== Material provided

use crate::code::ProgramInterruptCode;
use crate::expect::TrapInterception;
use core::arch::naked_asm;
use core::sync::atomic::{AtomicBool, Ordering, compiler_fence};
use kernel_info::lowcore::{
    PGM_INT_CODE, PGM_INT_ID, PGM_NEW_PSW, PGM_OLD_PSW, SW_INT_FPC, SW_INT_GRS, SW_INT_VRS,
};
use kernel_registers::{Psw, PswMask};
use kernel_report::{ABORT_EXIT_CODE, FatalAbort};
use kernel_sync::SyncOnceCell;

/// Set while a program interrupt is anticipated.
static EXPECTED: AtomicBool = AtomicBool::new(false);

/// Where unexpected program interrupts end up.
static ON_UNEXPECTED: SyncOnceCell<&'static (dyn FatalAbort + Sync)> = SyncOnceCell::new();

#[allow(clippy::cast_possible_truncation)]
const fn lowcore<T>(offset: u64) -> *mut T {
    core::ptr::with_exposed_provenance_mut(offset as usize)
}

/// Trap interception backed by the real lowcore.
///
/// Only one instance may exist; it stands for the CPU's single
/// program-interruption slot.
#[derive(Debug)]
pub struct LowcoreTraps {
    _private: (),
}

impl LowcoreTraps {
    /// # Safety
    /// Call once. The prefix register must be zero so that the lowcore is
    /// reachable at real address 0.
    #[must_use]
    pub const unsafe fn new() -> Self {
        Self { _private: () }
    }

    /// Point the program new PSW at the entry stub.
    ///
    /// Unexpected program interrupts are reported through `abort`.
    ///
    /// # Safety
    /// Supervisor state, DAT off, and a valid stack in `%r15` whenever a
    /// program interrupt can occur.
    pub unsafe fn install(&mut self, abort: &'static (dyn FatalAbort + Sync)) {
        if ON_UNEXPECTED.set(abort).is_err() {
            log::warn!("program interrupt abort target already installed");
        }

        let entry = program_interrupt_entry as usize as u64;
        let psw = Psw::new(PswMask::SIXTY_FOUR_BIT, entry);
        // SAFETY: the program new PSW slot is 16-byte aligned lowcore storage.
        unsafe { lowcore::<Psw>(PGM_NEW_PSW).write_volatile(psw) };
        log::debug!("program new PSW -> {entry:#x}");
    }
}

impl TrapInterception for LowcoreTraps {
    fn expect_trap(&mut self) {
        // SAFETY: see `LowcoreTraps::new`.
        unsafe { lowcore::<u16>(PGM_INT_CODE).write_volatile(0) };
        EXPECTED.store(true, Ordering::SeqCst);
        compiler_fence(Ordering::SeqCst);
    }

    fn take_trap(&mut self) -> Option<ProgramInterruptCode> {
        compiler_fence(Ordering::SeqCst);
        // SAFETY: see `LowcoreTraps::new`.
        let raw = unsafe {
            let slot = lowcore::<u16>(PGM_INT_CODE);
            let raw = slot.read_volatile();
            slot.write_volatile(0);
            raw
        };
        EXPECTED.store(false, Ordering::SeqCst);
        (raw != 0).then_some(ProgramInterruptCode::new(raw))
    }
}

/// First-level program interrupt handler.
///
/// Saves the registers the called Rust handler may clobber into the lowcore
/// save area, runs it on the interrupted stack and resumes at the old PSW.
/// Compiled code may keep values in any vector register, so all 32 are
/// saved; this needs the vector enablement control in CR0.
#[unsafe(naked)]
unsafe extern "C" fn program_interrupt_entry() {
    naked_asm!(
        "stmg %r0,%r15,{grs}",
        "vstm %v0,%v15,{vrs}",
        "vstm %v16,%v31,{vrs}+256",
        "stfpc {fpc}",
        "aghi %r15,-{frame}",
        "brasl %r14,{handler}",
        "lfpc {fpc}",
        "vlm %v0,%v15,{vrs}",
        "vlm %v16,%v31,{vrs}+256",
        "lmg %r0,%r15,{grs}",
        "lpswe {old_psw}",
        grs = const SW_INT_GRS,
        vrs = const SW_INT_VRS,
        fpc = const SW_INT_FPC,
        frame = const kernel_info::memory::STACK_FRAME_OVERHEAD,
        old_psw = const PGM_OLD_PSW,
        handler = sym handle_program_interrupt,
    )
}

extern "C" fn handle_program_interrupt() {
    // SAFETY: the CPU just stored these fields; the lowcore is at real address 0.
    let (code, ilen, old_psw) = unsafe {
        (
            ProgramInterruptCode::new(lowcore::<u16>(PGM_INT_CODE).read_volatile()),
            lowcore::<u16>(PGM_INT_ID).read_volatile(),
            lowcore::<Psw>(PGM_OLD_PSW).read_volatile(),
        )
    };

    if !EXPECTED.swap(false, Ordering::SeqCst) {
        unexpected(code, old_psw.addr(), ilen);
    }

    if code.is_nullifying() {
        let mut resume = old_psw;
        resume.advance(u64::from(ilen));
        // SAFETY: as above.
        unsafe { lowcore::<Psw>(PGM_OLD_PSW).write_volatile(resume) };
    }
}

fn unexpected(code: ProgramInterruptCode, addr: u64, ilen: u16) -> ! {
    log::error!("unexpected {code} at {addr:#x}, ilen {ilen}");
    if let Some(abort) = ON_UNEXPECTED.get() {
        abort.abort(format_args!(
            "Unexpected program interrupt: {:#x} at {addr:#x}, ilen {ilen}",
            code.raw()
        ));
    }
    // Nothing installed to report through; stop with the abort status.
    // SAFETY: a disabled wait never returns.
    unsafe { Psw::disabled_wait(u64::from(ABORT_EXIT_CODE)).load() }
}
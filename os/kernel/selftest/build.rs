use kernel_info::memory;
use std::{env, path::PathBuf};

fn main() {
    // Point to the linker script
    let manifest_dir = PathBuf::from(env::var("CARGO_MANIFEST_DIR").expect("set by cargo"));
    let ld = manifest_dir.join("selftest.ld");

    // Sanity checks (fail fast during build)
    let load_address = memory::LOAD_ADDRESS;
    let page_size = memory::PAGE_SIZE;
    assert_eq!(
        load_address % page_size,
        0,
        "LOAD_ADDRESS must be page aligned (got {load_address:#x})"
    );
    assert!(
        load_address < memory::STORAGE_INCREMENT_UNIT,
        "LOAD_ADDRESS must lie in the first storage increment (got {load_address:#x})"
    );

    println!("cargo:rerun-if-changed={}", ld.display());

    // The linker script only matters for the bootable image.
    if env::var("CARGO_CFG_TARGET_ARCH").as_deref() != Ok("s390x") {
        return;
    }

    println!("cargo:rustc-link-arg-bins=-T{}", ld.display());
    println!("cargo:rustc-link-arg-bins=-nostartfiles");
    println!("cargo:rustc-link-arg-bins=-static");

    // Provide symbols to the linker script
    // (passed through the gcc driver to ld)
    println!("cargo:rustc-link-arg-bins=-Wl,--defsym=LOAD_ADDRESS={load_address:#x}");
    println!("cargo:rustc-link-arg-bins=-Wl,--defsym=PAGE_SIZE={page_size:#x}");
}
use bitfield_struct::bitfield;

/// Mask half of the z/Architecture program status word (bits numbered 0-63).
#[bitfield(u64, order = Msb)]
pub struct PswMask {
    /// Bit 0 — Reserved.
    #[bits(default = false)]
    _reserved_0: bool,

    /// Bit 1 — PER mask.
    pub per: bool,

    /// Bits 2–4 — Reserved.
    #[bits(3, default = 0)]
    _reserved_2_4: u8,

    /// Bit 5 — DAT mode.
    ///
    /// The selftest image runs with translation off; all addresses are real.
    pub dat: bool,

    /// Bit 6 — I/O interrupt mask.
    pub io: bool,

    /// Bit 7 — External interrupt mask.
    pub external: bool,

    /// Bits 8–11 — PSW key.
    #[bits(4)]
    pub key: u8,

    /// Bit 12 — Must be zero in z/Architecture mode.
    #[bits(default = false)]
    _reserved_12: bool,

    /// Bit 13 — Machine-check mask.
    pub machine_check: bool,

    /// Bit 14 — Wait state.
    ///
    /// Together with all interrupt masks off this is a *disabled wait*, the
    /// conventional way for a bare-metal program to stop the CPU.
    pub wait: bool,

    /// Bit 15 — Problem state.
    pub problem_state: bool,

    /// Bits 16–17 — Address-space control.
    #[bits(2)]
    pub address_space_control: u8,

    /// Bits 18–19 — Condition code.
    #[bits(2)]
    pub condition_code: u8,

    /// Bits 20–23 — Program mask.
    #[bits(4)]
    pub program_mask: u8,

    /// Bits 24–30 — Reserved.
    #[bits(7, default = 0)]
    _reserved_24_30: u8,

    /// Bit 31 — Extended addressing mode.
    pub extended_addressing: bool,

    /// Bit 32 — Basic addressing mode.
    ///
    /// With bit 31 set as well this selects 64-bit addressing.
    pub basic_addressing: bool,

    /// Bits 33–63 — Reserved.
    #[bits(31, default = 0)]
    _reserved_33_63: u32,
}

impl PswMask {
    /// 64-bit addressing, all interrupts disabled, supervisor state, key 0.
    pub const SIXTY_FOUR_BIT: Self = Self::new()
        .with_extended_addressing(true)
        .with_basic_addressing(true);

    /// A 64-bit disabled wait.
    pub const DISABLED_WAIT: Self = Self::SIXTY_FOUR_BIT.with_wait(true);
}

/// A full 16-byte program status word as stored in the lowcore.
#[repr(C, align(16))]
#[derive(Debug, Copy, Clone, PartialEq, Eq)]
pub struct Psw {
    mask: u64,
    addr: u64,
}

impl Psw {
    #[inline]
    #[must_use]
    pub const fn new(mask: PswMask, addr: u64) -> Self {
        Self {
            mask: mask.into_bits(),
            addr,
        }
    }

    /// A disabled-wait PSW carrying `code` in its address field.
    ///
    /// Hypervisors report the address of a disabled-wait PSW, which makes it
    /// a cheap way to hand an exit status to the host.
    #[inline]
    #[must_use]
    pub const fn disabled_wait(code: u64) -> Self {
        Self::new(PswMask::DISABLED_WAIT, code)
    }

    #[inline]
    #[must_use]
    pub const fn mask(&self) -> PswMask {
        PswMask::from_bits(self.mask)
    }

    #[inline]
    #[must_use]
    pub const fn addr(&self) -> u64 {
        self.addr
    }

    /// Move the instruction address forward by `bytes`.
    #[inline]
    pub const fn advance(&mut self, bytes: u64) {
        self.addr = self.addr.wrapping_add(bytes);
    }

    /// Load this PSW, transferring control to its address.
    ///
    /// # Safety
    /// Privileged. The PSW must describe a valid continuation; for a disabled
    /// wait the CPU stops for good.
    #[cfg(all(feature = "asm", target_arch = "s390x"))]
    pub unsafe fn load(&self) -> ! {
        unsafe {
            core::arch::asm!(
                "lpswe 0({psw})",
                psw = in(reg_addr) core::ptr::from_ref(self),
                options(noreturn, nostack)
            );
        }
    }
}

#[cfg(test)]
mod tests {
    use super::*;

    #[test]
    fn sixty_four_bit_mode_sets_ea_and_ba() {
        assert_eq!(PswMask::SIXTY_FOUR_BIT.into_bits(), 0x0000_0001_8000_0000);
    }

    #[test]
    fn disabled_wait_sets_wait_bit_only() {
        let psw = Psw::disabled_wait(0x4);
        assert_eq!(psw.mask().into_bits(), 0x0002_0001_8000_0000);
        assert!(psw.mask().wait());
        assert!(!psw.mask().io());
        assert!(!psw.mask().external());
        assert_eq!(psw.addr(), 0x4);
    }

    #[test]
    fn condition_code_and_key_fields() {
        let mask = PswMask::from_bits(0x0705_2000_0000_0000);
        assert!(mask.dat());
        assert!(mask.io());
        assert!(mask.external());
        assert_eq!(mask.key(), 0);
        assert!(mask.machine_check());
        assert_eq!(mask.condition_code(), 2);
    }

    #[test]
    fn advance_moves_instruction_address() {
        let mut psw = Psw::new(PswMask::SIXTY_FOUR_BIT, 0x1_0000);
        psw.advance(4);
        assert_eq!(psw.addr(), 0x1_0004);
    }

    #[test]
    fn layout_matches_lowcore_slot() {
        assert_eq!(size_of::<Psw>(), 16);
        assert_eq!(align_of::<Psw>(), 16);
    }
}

====

Reproduce only this range: the first line of the data above through the line with "interrupt is anticipated.", both included, exactly as written.

use crate::code::ProgramInterruptCode;
use crate::expect::TrapInterception;
use core::arch::naked_asm;
use core::sync::atomic::{AtomicBool, Ordering, compiler_fence};
use kernel_info::lowcore::{
    PGM_INT_CODE, PGM_INT_ID, PGM_NEW_PSW, PGM_OLD_PSW, SW_INT_FPC, SW_INT_GRS, SW_INT_VRS,
};
use kernel_registers::{Psw, PswMask};
use kernel_report::{ABORT_EXIT_CODE, FatalAbort};
use kernel_sync::SyncOnceCell;

/// Set while a program interrupt is anticipated.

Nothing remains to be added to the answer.